PLEASE get this lovely old frame PROPERLY renovated!!! honestly, it would be a waste, sacrelege even to get anything less than a professional job done on this rare and wonderful frame!!! try master frame builders like mercian, bob jackson or dave yates - i can recommend all three equally.

check out cyclomondo on ebay for your transfers:

http://cgi.ebay.co.uk/Raleigh-TI-531-75 ... ccessories


now, 753.... i think we are going too deep with this!!

simply *pinggg* any of the maintubes and if they sound like
they are incredibly thin and fragile then you've got a 753! if they go
*THUDDD* like a lead pipe then it something not so exquisite!! could you film
it and put it on youtube perhaps - i could diagnose a 753 much easier that way! lol going by the brazed components and the battered 753 badge it all ties in with the features found on a genuine early 80s special products frame!

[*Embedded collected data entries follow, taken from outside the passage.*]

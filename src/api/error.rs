//! Error types for the Content Management API client
//!
//! Every failed request is funneled through a single handler in
//! [`crate::api::client`] which maps the HTTP status and the API's error body
//! onto one of these variants.

use serde::Deserialize;
use thiserror::Error;

/// Errors that can occur when interacting with the Content Management API
#[derive(Debug, Error)]
pub enum ApiError {
    /// HTTP request failed (network error, timeout, etc.)
    #[error("HTTP request failed: {0}")]
    Http(#[from] reqwest::Error),

    /// Access token missing, expired or revoked (401)
    #[error("Access token invalid: {0}")]
    Unauthorized(String),

    /// Token is valid but lacks access to the resource (403)
    #[error("Permission denied: {0}")]
    PermissionDenied(String),

    /// Requested resource was not found (404)
    #[error("Not found: {0}")]
    NotFound(String),

    /// The `X-Contentful-Version` sent with an update is stale (409)
    #[error("Version mismatch: {0}")]
    VersionMismatch(String),

    /// The payload was rejected by server-side validation (422)
    #[error("Validation failed: {message}")]
    ValidationFailed {
        /// Error message from the API
        message: String,
        /// Raw `details` object describing the failing fields
        details: Option<serde_json::Value>,
    },

    /// Rate limit exceeded and retries (if enabled) were exhausted (429)
    #[error("Rate limit exceeded - please try again later")]
    RateLimited {
        /// Seconds until the limit resets, from `X-Contentful-RateLimit-Reset`
        reset_secs: Option<u64>,
    },

    /// Server error (5xx)
    #[error("Server error ({status}): {message}")]
    ServerError {
        /// HTTP status code
        status: u16,
        /// Error message
        message: String,
    },

    /// Any other non-success response
    #[error("API error ({status}{}): {message}", fmt_error_id(.id))]
    Api {
        /// HTTP status code
        status: u16,
        /// Error identifier from `sys.id` of the error body
        id: Option<String>,
        /// Error message from the API
        message: String,
        /// Value of the `x-contentful-request-id` response header
        request_id: Option<String>,
    },

    /// Failed to decode the response body
    #[error("Failed to parse response: {0}")]
    Parse(String),

    /// The configured host or a built path is not a valid URL
    #[error("Invalid URL: {0}")]
    InvalidUrl(String),

    /// The entity's `sys` lacks a link needed to address it
    #[error("Entity is missing the sys.{0} link")]
    MissingLink(&'static str),

    /// Asset file processing did not finish within the allowed checks
    #[error("Asset {asset_id} is taking longer than expected to process (locale {locale})")]
    ProcessingTimeout {
        /// Asset being processed
        asset_id: String,
        /// Locale whose file was never given a url
        locale: String,
    },
}

fn fmt_error_id(id: &Option<String>) -> String {
    id.as_deref().map(|i| format!(" {}", i)).unwrap_or_default()
}

impl ApiError {
    /// HTTP status of the failed response, if the error came from one
    pub fn status(&self) -> Option<u16> {
        match self {
            ApiError::Unauthorized(_) => Some(401),
            ApiError::PermissionDenied(_) => Some(403),
            ApiError::NotFound(_) => Some(404),
            ApiError::VersionMismatch(_) => Some(409),
            ApiError::ValidationFailed { .. } => Some(422),
            ApiError::RateLimited { .. } => Some(429),
            ApiError::ServerError { status, .. } | ApiError::Api { status, .. } => Some(*status),
            ApiError::Http(e) => e.status().map(|s| s.as_u16()),
            _ => None,
        }
    }

    /// Whether the request may succeed if sent again unchanged
    pub fn is_retryable(&self) -> bool {
        matches!(
            self,
            ApiError::RateLimited { .. } | ApiError::ServerError { .. }
        )
    }
}

/// Error body returned by the API
///
/// ```json
/// { "sys": { "type": "Error", "id": "NotFound" }, "message": "...", "requestId": "..." }
/// ```
#[derive(Debug, Clone, Deserialize)]
#[serde(rename_all = "camelCase")]
pub struct ApiErrorResponse {
    /// Error identity
    pub sys: Option<ErrorSys>,
    /// Human readable message
    pub message: Option<String>,
    /// Structured details (validation errors, etc.)
    pub details: Option<serde_json::Value>,
    /// Request id echoed in the body
    pub request_id: Option<String>,
}

/// `sys` block of an error body
#[derive(Debug, Clone, Deserialize)]
pub struct ErrorSys {
    /// Always `"Error"`
    #[serde(rename = "type")]
    pub kind: Option<String>,
    /// Error identifier such as `NotFound` or `VersionMismatch`
    pub id: Option<String>,
}

impl ApiErrorResponse {
    /// Get the error message, falling back to the error id
    pub fn get_message(&self) -> String {
        self.message
            .clone()
            .or_else(|| self.error_id())
            .unwrap_or_else(|| "Unknown error".to_string())
    }

    /// Error identifier from `sys.id`
    pub fn error_id(&self) -> Option<String> {
        self.sys.as_ref().and_then(|s| s.id.clone())
    }
}

/// Result type alias for Content Management API operations
pub type Result<T> = std::result::Result<T, ApiError>;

the reason your forks have the unusual TI badge was raleigh's
decision alone - no one else to my knowledge had those badges
on the forks and indeed they didn't come with the tubesets available
to the ordinary framebuilders outwith raleigh. personally i never
liked them and indeed on the SB8650 frame that i had in panasonic
colours there were no 753 badges of any description, instead a red
and yellow motif with the raleigh "heron" on.

you have got a cinelli cast bottom bracket and internal fork crown (was it called the CCA? hmm...) and by the look of it prugnat lugs but the original owner must have requested the "shot in" stays as i'm sure that raleigh ilkeston built with the standard side-brazed stays - they certainly did on the larger frames as it was deemed stronger. also you have the under-offset brake cable stops on the top tube - another classic raleigh special products feature. i can't tell from the photos but are they campag dropouts? i know they used simplex for a while but think that was in the raleigh weinmann days of the panasonic colours, from '86 onwards and i'm thinking they might have been drilled for lightness too...now i'm guessing! yours looks like a 21 1/2" or 22" frame, perhaps?

god, where has all this stuff come flooding back from!?! i haven't thought about this for over twenty years!!!!!

luvvit!

where did you find this frame? please tell us all more about it!!